#### Activity
The answer consists solely of the listing's lines from the first through the line containing "self.energy += mean_square", each reproduced exactly.

#### Material to process
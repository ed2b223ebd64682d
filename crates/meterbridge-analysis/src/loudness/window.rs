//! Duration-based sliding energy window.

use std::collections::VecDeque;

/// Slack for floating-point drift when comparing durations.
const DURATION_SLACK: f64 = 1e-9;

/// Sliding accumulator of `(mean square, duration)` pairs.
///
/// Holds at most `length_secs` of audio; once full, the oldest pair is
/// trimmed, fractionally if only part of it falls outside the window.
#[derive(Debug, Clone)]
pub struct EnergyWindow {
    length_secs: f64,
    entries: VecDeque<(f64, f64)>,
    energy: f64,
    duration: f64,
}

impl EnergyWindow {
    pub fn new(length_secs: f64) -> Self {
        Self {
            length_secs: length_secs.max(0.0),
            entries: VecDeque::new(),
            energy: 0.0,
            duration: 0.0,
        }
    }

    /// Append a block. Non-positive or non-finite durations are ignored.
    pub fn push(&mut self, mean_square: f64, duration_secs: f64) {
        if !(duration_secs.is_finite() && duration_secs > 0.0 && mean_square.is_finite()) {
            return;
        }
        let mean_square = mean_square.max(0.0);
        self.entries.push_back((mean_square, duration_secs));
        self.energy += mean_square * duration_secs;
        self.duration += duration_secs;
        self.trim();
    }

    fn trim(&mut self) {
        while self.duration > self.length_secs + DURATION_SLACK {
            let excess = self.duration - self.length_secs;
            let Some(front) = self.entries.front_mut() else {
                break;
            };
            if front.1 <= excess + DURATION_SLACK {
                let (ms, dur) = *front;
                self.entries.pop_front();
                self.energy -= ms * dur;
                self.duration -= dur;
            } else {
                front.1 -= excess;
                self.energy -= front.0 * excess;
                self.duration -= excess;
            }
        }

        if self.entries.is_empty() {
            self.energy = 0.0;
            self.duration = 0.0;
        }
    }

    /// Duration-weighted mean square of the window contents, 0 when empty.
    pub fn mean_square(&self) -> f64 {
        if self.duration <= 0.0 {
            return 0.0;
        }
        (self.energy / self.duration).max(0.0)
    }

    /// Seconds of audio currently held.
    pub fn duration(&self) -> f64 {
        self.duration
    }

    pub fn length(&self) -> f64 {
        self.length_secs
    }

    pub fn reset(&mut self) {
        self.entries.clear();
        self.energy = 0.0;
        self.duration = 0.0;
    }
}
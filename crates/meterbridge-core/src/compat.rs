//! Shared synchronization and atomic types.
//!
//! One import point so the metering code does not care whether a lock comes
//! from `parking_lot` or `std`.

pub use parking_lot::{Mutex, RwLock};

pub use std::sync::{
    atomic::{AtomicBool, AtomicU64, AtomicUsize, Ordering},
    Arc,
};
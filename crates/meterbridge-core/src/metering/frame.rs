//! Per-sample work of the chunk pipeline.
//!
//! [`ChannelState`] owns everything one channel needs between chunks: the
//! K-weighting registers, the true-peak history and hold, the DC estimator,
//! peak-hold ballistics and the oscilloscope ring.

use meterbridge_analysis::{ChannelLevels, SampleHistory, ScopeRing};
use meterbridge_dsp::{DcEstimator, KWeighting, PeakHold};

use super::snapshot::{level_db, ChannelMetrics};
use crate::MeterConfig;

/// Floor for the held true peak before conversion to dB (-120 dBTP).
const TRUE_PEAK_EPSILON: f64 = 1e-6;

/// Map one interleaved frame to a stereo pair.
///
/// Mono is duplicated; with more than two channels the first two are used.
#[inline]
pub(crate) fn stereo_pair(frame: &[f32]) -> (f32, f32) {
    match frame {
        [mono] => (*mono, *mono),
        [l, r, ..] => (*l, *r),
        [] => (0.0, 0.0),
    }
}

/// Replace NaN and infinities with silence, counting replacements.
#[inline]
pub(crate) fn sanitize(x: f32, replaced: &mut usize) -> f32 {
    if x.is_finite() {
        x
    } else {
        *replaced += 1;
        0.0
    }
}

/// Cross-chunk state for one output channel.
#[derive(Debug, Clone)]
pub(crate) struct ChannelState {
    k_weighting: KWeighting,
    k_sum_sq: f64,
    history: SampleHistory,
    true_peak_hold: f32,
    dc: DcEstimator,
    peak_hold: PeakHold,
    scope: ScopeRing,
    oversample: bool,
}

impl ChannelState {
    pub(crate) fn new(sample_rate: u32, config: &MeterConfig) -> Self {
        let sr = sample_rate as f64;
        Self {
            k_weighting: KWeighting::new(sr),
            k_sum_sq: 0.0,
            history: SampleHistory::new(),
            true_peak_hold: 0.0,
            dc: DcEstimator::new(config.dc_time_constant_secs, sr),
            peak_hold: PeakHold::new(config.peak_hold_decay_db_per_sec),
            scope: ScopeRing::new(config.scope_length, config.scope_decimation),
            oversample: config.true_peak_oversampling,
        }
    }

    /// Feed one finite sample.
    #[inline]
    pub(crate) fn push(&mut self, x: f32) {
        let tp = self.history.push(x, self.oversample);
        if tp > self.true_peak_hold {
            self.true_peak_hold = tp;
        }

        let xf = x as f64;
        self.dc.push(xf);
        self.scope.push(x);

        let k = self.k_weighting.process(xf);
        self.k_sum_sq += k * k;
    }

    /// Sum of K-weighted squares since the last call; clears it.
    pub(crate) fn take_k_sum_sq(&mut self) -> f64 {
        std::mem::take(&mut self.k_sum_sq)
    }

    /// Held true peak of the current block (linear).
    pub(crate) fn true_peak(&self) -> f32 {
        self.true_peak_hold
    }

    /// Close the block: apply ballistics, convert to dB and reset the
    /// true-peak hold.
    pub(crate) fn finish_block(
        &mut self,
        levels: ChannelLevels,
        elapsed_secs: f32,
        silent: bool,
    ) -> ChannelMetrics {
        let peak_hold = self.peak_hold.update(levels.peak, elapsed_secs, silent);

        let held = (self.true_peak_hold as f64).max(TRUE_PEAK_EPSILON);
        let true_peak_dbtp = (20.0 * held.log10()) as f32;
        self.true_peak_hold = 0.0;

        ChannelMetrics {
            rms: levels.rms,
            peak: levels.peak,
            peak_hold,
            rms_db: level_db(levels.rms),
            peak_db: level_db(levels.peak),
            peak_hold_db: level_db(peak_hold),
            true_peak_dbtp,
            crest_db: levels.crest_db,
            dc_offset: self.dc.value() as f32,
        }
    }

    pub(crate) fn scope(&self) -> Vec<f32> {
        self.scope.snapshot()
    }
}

#### Task result
repository ed2b223ebd64682d
filename crates/meterbridge-analysis/src/loudness/window.rs
//! Duration-based sliding energy window.

use std::collections::VecDeque;

/// Slack for floating-point drift when comparing durations.
const DURATION_SLACK: f64 = 1e-9;

/// Sliding accumulator of `(mean square, duration)` pairs.
///
/// Holds at most `length_secs` of audio; once full, the oldest pair is
/// trimmed, fractionally if only part of it falls outside the window.
#[derive(Debug, Clone)]
pub struct EnergyWindow {
    length_secs: f64,
    entries: VecDeque<(f64, f64)>,
    energy: f64,
    duration: f64,
}

impl EnergyWindow {
    pub fn new(length_secs: f64) -> Self {
        Self {
            length_secs: length_secs.max(0.0),
            entries: VecDeque::new(),
            energy: 0.0,
            duration: 0.0,
        }
    }

    /// Append a block. Non-positive or non-finite durations are ignored.
    pub fn push(&mut self, mean_square: f64, duration_secs: f64) {
        if !(duration_secs.is_finite() && duration_secs > 0.0 && mean_square.is_finite()) {
            return;
        }
        let mean_square = mean_square.max(0.0);
        self.entries.push_back((mean_square, duration_secs));
        self.energy += mean_square * duration_secs;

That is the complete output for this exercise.